Jadi dalam distribusi normal, kami memiliki dua parameter: mean dan variance . Dalam buku Pattern Recognition dan Machine Learning , tiba-tiba muncul hyperparameter dalam istilah regularisasi fungsi kesalahan.μσ2λ

Apa itu hiperparameter? Mengapa mereka dinamai demikian? Dan bagaimana mereka secara intuitif berbeda dari parameter pada umumnya?


3
Saya pribadi hanya berpikir itu adalah epidemi orang yang akan hiper. Hiper ini, hiper itu.
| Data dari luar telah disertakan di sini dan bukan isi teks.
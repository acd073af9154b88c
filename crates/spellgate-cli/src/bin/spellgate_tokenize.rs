// spellgate-tokenize: Show how the service splits text into segments.
//
// Reads text from stdin and prints one line per segment:
//   WORD  [start..end]: text   (sent to the engine)
//   OTHER [start..end]: text   (passed through as correct)
//
// No dictionary is needed.
//
// Usage:
//   spellgate-tokenize [-h]

use std::io::{self, Read, Write};

fn main() {
    let args: Vec<String> = std::env::args().skip(1).collect();

    if spellgate_cli::wants_help(&args) {
        println!("spellgate-tokenize: Split text into segments.");
        println!();
        println!("Usage: spellgate-tokenize");
        println!();
        println!("Reads text from stdin, prints segments with types:");
        println!("  WORD:  <text>   (checked against the dictionary)");
        println!("  OTHER: <text>   (ignored)");
        return;
    }

    let mut input = String::new();
    io::stdin()
        .read_to_string(&mut input)
        .unwrap_or_else(|e| spellgate_cli::fatal(&format!("failed to read stdin: {e}")));

    let stdout = io::stdout();
    let mut out = io::BufWriter::new(stdout.lock());

    let mut pos = 0;
    for segment in spellgate_core::tokenize(&input) {
        let type_str = if segment.is_word_like() { "WORD" } else { "OTHER" };
        let end = pos + segment.len();
        let _ = writeln!(
            out,
            "{type_str:5} [{pos:>4}..{end:>4}]: {}",
            spellgate_cli::escape_display(segment.text())
        );
        pos = end;
    }
}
Hypersphere - ini sebuah bola, d @ manit, berhenti menjadi terlalu hiper hanya karena dimensi melebihi 3. Hyperparameter - itu adalah parameter, d @ mnit, berhenti menjadi hiper hanya karena Anda memiliki beberapa di antaranya, dan entah bagaimana Anda sepertinya berpikir Anda perlu menunjukkan tingkat hierarki atau sesuatu. Dalam hal apa pun, jika Anda memiliki masalah pengoptimalan, jelaskan parameter apa yang sedang dioptimalkan, dan kendala apa pun (jika pengoptimalan multi-level, jelaskan). Saya harap saya tidak terlalu bersemangat dalam komentar ini.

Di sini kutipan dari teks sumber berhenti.